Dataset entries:
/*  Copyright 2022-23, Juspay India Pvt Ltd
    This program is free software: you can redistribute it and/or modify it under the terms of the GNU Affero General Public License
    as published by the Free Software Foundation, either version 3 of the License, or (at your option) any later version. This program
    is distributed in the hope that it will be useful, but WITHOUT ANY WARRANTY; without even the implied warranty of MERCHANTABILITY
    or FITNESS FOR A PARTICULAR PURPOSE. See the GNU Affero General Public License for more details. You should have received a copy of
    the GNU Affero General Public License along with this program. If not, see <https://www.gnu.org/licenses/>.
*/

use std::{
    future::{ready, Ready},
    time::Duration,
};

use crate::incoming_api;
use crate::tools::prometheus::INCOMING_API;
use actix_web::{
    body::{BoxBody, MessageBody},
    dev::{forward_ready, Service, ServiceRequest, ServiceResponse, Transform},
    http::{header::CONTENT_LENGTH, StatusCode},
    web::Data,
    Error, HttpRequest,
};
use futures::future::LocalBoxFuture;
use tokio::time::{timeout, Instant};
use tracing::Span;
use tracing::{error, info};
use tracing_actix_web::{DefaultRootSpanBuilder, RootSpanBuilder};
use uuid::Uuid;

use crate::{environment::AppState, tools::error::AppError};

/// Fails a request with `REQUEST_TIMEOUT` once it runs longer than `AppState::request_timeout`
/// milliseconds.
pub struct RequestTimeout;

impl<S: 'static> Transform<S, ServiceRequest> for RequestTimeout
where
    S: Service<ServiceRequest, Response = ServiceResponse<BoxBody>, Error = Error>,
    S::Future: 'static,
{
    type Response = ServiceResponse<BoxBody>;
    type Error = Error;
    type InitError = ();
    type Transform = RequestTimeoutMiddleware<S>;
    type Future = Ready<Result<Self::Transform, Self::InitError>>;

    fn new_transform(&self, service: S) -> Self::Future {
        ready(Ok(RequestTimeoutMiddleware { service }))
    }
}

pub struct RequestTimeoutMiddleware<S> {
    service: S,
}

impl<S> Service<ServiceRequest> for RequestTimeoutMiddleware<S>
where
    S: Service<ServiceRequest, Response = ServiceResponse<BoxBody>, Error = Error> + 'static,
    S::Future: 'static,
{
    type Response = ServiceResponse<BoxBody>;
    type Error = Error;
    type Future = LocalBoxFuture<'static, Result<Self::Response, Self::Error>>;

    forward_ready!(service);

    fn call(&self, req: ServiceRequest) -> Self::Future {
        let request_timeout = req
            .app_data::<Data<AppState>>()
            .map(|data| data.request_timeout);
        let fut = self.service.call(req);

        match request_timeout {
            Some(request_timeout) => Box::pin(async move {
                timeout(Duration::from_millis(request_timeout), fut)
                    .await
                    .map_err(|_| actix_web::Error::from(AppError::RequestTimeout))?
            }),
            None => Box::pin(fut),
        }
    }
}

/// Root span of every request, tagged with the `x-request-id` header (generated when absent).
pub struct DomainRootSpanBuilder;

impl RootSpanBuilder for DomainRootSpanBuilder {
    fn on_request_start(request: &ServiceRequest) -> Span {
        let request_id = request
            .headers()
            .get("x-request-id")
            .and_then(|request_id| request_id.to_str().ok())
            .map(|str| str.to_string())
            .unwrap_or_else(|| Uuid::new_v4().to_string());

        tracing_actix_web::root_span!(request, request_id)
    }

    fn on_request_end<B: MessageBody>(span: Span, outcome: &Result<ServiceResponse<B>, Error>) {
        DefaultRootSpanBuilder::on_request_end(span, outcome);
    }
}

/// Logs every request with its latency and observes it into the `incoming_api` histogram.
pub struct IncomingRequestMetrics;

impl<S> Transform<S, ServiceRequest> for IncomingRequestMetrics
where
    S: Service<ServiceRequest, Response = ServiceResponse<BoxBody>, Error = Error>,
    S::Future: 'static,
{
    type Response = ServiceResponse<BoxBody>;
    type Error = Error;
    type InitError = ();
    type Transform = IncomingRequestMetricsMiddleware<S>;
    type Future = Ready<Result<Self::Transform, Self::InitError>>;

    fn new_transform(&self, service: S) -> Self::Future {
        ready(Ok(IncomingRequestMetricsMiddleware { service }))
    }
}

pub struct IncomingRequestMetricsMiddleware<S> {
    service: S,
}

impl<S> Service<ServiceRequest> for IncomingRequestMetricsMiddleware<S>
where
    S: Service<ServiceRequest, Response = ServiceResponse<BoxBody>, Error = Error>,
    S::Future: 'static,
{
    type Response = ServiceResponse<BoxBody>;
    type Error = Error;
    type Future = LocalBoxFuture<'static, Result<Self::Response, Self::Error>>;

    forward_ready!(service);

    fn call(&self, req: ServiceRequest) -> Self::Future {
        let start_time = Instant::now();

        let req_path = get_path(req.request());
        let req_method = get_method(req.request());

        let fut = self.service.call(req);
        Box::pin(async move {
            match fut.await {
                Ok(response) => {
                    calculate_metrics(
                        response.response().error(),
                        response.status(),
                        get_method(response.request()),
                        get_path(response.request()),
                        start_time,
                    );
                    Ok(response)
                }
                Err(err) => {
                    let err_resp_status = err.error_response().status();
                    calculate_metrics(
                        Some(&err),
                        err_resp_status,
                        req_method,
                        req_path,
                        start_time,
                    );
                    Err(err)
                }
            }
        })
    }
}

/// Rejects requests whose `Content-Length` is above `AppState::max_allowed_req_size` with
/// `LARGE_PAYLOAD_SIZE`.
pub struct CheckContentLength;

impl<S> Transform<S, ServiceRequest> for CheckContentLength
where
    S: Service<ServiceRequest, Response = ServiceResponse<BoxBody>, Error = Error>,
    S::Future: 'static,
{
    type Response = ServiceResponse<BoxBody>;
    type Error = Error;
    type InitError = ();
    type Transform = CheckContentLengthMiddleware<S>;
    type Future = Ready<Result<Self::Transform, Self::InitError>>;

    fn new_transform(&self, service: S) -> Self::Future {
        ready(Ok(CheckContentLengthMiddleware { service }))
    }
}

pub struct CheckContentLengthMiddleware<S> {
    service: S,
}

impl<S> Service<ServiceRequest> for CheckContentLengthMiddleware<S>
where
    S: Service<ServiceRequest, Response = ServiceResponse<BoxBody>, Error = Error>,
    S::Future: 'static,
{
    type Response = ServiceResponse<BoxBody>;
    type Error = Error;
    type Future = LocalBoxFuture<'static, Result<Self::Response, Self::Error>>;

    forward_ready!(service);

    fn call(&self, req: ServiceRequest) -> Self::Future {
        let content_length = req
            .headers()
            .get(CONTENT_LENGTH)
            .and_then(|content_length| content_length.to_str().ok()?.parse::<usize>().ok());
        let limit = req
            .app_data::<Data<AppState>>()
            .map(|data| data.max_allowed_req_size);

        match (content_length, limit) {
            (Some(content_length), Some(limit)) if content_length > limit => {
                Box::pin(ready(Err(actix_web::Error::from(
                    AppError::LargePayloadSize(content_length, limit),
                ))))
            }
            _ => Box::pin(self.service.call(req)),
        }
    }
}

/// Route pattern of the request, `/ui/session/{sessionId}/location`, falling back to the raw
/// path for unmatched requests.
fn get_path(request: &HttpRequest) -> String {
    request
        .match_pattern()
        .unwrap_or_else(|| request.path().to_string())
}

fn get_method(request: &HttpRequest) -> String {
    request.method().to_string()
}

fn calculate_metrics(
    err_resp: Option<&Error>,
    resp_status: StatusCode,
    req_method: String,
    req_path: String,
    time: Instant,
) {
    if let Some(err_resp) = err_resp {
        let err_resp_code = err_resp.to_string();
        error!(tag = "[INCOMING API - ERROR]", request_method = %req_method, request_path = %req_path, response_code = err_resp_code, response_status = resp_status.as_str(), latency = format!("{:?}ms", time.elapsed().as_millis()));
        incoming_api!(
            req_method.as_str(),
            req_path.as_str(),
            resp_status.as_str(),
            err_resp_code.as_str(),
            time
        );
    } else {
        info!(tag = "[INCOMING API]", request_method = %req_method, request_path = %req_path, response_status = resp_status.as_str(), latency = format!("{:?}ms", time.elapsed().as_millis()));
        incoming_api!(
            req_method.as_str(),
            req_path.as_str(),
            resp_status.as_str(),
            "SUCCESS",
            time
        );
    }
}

The task ▸ Please return the lines above exactly, from the first one down to the line with "use crate::incoming_api;", and stop after that line.

Result of the exercise ▸
/*  Copyright 2022-23, Juspay India Pvt Ltd
    This program is free software: you can redistribute it and/or modify it under the terms of the GNU Affero General Public License
    as published by the Free Software Foundation, either version 3 of the License, or (at your option) any later version. This program
    is distributed in the hope that it will be useful, but WITHOUT ANY WARRANTY; without even the implied warranty of MERCHANTABILITY
    or FITNESS FOR A PARTICULAR PURPOSE. See the GNU Affero General Public License for more details. You should have received a copy of
    the GNU Affero General Public License along with this program. If not, see <https://www.gnu.org/licenses/>.
*/

use std::{
    future::{ready, Ready},
    time::Duration,
};

use crate::incoming_api;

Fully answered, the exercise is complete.